▸ **Input material**
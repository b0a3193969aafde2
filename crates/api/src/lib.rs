//! Shared API types for the messaging-bot backend.
//!
//! This crate is the single source of truth for the backend's request and
//! response shapes. The console and its tests import these types directly;
//! the raw contact/history records stay loosely typed (`serde_json::Value`)
//! because the backend reports them with inconsistent field names — identity
//! resolution normalizes them client-side.

use serde::{Deserialize, Serialize};

pub use botdesk_core::types::{Contact, ContactKind, ContentKind, HistoryRecord};

// ─── Envelopes ───────────────────────────────────────────────────────────────

/// Generic `{success, data}` envelope used by list endpoints.
#[derive(Debug, Clone, Deserialize)]
pub struct ListEnvelope {
    #[serde(default)]
    pub success: bool,
    #[serde(default)]
    pub data: Vec<serde_json::Value>,
}

/// History endpoint envelope; records arrive in chronological order.
#[derive(Debug, Clone, Deserialize)]
pub struct HistoryResponse {
    #[serde(default)]
    pub success: bool,
    #[serde(default)]
    pub data: Vec<HistoryRecord>,
}

// ─── Summaries / notifications ───────────────────────────────────────────────

#[derive(Debug, Clone, Serialize)]
pub struct SummarizeRequest {
    pub contact_id: String,
    pub limit: u32,
    pub target_lang: String,
}

#[derive(Debug, Clone, Deserialize)]
pub struct SummarizeResponse {
    #[serde(default)]
    pub success: bool,
    #[serde(default)]
    pub summary: Option<String>,
}

impl SummarizeResponse {
    /// A well-formed response with no usable payload is an explicit
    /// "no content" case, not an error.
    pub fn is_empty(&self) -> bool {
        self.summary.as_deref().is_none_or(|s| s.trim().is_empty())
    }
}

#[derive(Debug, Clone, Serialize)]
pub struct NotificationRequest {
    pub contact_id: String,
    pub limit: u32,
}

#[derive(Debug, Clone, PartialEq, Eq, Deserialize)]
pub struct NotificationItem {
    #[serde(default)]
    pub time: String,
    #[serde(default)]
    pub sender: String,
    #[serde(default)]
    pub content: String,
    #[serde(default)]
    pub reason: Option<String>,
}

#[derive(Debug, Clone, Deserialize)]
pub struct NotificationResponse {
    #[serde(default)]
    pub success: bool,
    #[serde(default)]
    pub data: Vec<NotificationItem>,
}

// ─── Documents / images ──────────────────────────────────────────────────────

/// One stored document or image attached to a contact's chat. The backend
/// reports these under varying field names, so both spellings are accepted.
#[derive(Debug, Clone, PartialEq, Eq, Deserialize)]
pub struct FileRecord {
    #[serde(default, alias = "name")]
    pub file_name: String,
    #[serde(default, alias = "path")]
    pub file_path: String,
}

#[derive(Debug, Clone, Deserialize)]
pub struct FileListResponse {
    #[serde(default)]
    pub success: bool,
    #[serde(default)]
    pub data: Vec<FileRecord>,
}

// ─── Reply settings ──────────────────────────────────────────────────────────

#[derive(Debug, Clone, Deserialize)]
pub struct ReplySettingResponse {
    #[serde(default)]
    pub success: bool,
    /// Absent in some backend versions; callers treat absence as disabled.
    #[serde(default)]
    pub enabled: Option<bool>,
}

impl ReplySettingResponse {
    pub fn is_enabled(&self) -> bool {
        self.enabled.unwrap_or(false)
    }
}

// ─── Vector stores ───────────────────────────────────────────────────────────

#[derive(Debug, Clone, Deserialize)]
pub struct VectorDbListResponse {
    #[serde(default)]
    pub success: bool,
    #[serde(default)]
    pub databases: Vec<String>,
    #[serde(default)]
    pub current_db: Option<String>,
}

// ─── Test messages ───────────────────────────────────────────────────────────

/// Synthetic inbound message used to exercise the bot's auto-reply path.
/// Group messages carry group fields and an `is_at` flag; private messages
/// carry only the user id.
#[derive(Debug, Clone, Serialize)]
pub struct SaveMessageRequest {
    pub post_type: String,
    pub message_type: String,
    #[serde(skip_serializing_if = "Option::is_none")]
    pub group_id: Option<String>,
    #[serde(skip_serializing_if = "Option::is_none")]
    pub group_name: Option<String>,
    pub user_id: String,
    pub message_id: i64,
    pub raw_message: String,
    pub is_at: bool,
    pub sender: SenderInfo,
    pub time: i64,
}

#[derive(Debug, Clone, Serialize)]
pub struct SenderInfo {
    pub nickname: String,
}

impl SaveMessageRequest {
    pub fn group(contact_id: &str, raw_message: &str, message_id: i64, time: i64) -> Self {
        Self {
            post_type: "message".to_string(),
            message_type: "group".to_string(),
            group_id: Some(contact_id.to_string()),
            group_name: Some("Test Group".to_string()),
            user_id: contact_id.to_string(),
            message_id,
            raw_message: raw_message.to_string(),
            is_at: true,
            sender: SenderInfo {
                nickname: "Console Tester".to_string(),
            },
            time,
        }
    }

    pub fn private(contact_id: &str, raw_message: &str, message_id: i64, time: i64) -> Self {
        Self {
            post_type: "message".to_string(),
            message_type: "private".to_string(),
            group_id: None,
            group_name: None,
            user_id: contact_id.to_string(),
            message_id,
            raw_message: raw_message.to_string(),
            is_at: false,
            sender: SenderInfo {
                nickname: "Console Tester".to_string(),
            },
            time,
        }
    }
}

#[derive(Debug, Clone, Deserialize)]
pub struct SaveMessageResponse {
    #[serde(default)]
    pub success: bool,
    #[serde(default)]
    pub reply: Option<String>,
}

#[cfg(test)]
mod tests {
    use super::*;

    #[test]
    fn empty_summary_counts_as_no_content() {
        let resp: SummarizeResponse =
            serde_json::from_str(r#"{"success": true, "summary": "  "}"#).unwrap();
        assert!(resp.is_empty());
        let resp: SummarizeResponse = serde_json::from_str(r#"{"success": true}"#).unwrap();
        assert!(resp.is_empty());
        let resp: SummarizeResponse =
            serde_json::from_str(r#"{"success": true, "summary": "done"}"#).unwrap();
        assert!(!resp.is_empty());
    }

    #[test]
    fn reply_setting_defaults_to_disabled_when_enabled_is_absent() {
        let resp: ReplySettingResponse = serde_json::from_str(r#"{"success": true}"#).unwrap();
        assert!(!resp.is_enabled());
    }

    #[test]
    fn group_save_message_carries_group_fields() {
        let req = SaveMessageRequest::group("42", "ping", 7, 1700000000);
        let value = serde_json::to_value(&req).unwrap();
        assert_eq!(value["group_id"], "42");
        assert_eq!(value["is_at"], true);
        assert_eq!(value["message_type"], "group");
    }

    #[test]
    fn private_save_message_omits_group_fields() {
        let req = SaveMessageRequest::private("42", "ping", 7, 1700000000);
        let value = serde_json::to_value(&req).unwrap();
        assert!(value.get("group_id").is_none());
        assert_eq!(value["is_at"], false);
    }
}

▸ **What the task asks**
What you should produce is an exact retyping of every line above.

▸ **Your response**
repository b0a3193969aafde2
filename crates/api/src/lib.rs
//! Shared API types for the messaging-bot backend.
//!
//! This crate is the single source of truth for the backend's request and
//! response shapes. The console and its tests import these types directly;
//! the raw contact/history records stay loosely typed (`serde_json::Value`)
//! because the backend reports them with inconsistent field names — identity
//! resolution normalizes them client-side.

use serde::{Deserialize, Serialize};

pub use botdesk_core::types::{Contact, ContactKind, ContentKind, HistoryRecord};

// ─── Envelopes ───────────────────────────────────────────────────────────────

/// Generic `{success, data}` envelope used by list endpoints.
#[derive(Debug, Clone, Deserialize)]
pub struct ListEnvelope {
    #[serde(default)]
    pub success: bool,
    #[serde(default)]
    pub data: Vec<serde_json::Value>,
}

/// History endpoint envelope; records arrive in chronological order.
#[derive(Debug, Clone, Deserialize)]
pub struct HistoryResponse {
    #[serde(default)]
    pub success: bool,
    #[serde(default)]
    pub data: Vec<HistoryRecord>,
}

// ─── Summaries / notifications ───────────────────────────────────────────────

#[derive(Debug, Clone, Serialize)]
pub struct SummarizeRequest {
    pub contact_id: String,
    pub limit: u32,
    pub target_lang: String,
}

#[derive(Debug, Clone, Deserialize)]
pub struct SummarizeResponse {
    #[serde(default)]
    pub success: bool,
    #[serde(default)]
    pub summary: Option<String>,
}

impl SummarizeResponse {
    /// A well-formed response with no usable payload is an explicit
    /// "no content" case, not an error.
    pub fn is_empty(&self) -> bool {
        self.summary.as_deref().is_none_or(|s| s.trim().is_empty())
    }
}

#[derive(Debug, Clone, Serialize)]
pub struct NotificationRequest {
    pub contact_id: String,
    pub limit: u32,
}

#[derive(Debug, Clone, PartialEq, Eq, Deserialize)]
pub struct NotificationItem {
    #[serde(default)]
    pub time: String,
    #[serde(default)]
    pub sender: String,
    #[serde(default)]
    pub content: String,
    #[serde(default)]
    pub reason: Option<String>,
}

#[derive(Debug, Clone, Deserialize)]
pub struct NotificationResponse {
    #[serde(default)]
    pub success: bool,
    #[serde(default)]
    pub data: Vec<NotificationItem>,
}

// ─── Documents / images ──────────────────────────────────────────────────────

/// One stored document or image attached to a contact's chat. The backend
/// reports these under varying field names, so both spellings are accepted.
#[derive(Debug, Clone, PartialEq, Eq, Deserialize)]
pub struct FileRecord {
    #[serde(default, alias = "name")]
    pub file_name: String,
    #[serde(default, alias = "path")]
    pub file_path: String,
}

#[derive(Debug, Clone, Deserialize)]
pub struct FileListResponse {
    #[serde(default)]
    pub success: bool,
    #[serde(default)]
    pub data: Vec<FileRecord>,
}

// ─── Reply settings ──────────────────────────────────────────────────────────

#[derive(Debug, Clone, Deserialize)]
pub struct ReplySettingResponse {
    #[serde(default)]
    pub success: bool,
    /// Absent in some backend versions; callers treat absence as disabled.
    #[serde(default)]
    pub enabled: Option<bool>,
}

impl ReplySettingResponse {
    pub fn is_enabled(&self) -> bool {
        self.enabled.unwrap_or(false)
    }
}

// ─── Vector stores ───────────────────────────────────────────────────────────

#[derive(Debug, Clone, Deserialize)]
pub struct VectorDbListResponse {
    #[serde(default)]
    pub success: bool,
    #[serde(default)]
    pub databases: Vec<String>,
    #[serde(default)]
    pub current_db: Option<String>,
}

// ─── Test messages ───────────────────────────────────────────────────────────

/// Synthetic inbound message used to exercise the bot's auto-reply path.
/// Group messages carry group fields and an `is_at` flag; private messages
/// carry only the user id.
#[derive(Debug, Clone, Serialize)]
pub struct SaveMessageRequest {
    pub post_type: String,
    pub message_type: String,
    #[serde(skip_serializing_if = "Option::is_none")]
    pub group_id: Option<String>,
    #[serde(skip_serializing_if = "Option::is_none")]
    pub group_name: Option<String>,
    pub user_id: String,
    pub message_id: i64,
    pub raw_message: String,
    pub is_at: bool,
    pub sender: SenderInfo,
    pub time: i64,
}

#[derive(Debug, Clone, Serialize)]
pub struct SenderInfo {
    pub nickname: String,
}

impl SaveMessageRequest {
    pub fn group(contact_id: &str, raw_message: &str, message_id: i64, time: i64) -> Self {
        Self {
            post_type: "message".to_string(),
            message_type: "group".to_string(),
            group_id: Some(contact_id.to_string()),
            group_name: Some("Test Group".to_string()),
            user_id: contact_id.to_string(),
            message_id,
            raw_message: raw_message.to_string(),
            is_at: true,
            sender: SenderInfo {
                nickname: "Console Tester".to_string(),
            },
            time,
        }
    }

    pub fn private(contact_id: &str, raw_message: &str, message_id: i64, time: i64) -> Self {
        Self {
            post_type: "message".to_string(),
            message_type: "private".to_string(),
            group_id: None,
            group_name: None,
            user_id: contact_id.to_string(),
            message_id,
            raw_message: raw_message.to_string(),
            is_at: false,
            sender: SenderInfo {
                nickname: "Console Tester".to_string(),
            },
            time,
        }
    }
}

#[derive(Debug, Clone, Deserialize)]
pub struct SaveMessageResponse {
    #[serde(default)]
    pub success: bool,
    #[serde(default)]
    pub reply: Option<String>,
}

#[cfg(test)]
mod tests {
    use super::*;

    #[test]
    fn empty_summary_counts_as_no_content() {
        let resp: SummarizeResponse =
            serde_json::from_str(r#"{"success": true, "summary": "  "}"#).unwrap();
        assert!(resp.is_empty());
        let resp: SummarizeResponse = serde_json::from_str(r#"{"success": true}"#).unwrap();
        assert!(resp.is_empty());
        let resp: SummarizeResponse =
            serde_json::from_str(r#"{"success": true, "summary": "done"}"#).unwrap();
        assert!(!resp.is_empty());
    }

    #[test]
    fn reply_setting_defaults_to_disabled_when_enabled_is_absent() {
        let resp: ReplySettingResponse = serde_json::from_str(r#"{"success": true}"#).unwrap();
        assert!(!resp.is_enabled());
    }

    #[test]
    fn group_save_message_carries_group_fields() {
        let req = SaveMessageRequest::group("42", "ping", 7, 1700000000);
        let value = serde_json::to_value(&req).unwrap();
        assert_eq!(value["group_id"], "42");
        assert_eq!(value["is_at"], true);
        assert_eq!(value["message_type"], "group");
    }

    #[test]
    fn private_save_message_omits_group_fields() {
        let req = SaveMessageRequest::private("42", "ping", 7, 1700000000);
        let value = serde_json::to_value(&req).unwrap();
        assert!(value.get("group_id").is_none());
        assert_eq!(value["is_at"], false);
    }
}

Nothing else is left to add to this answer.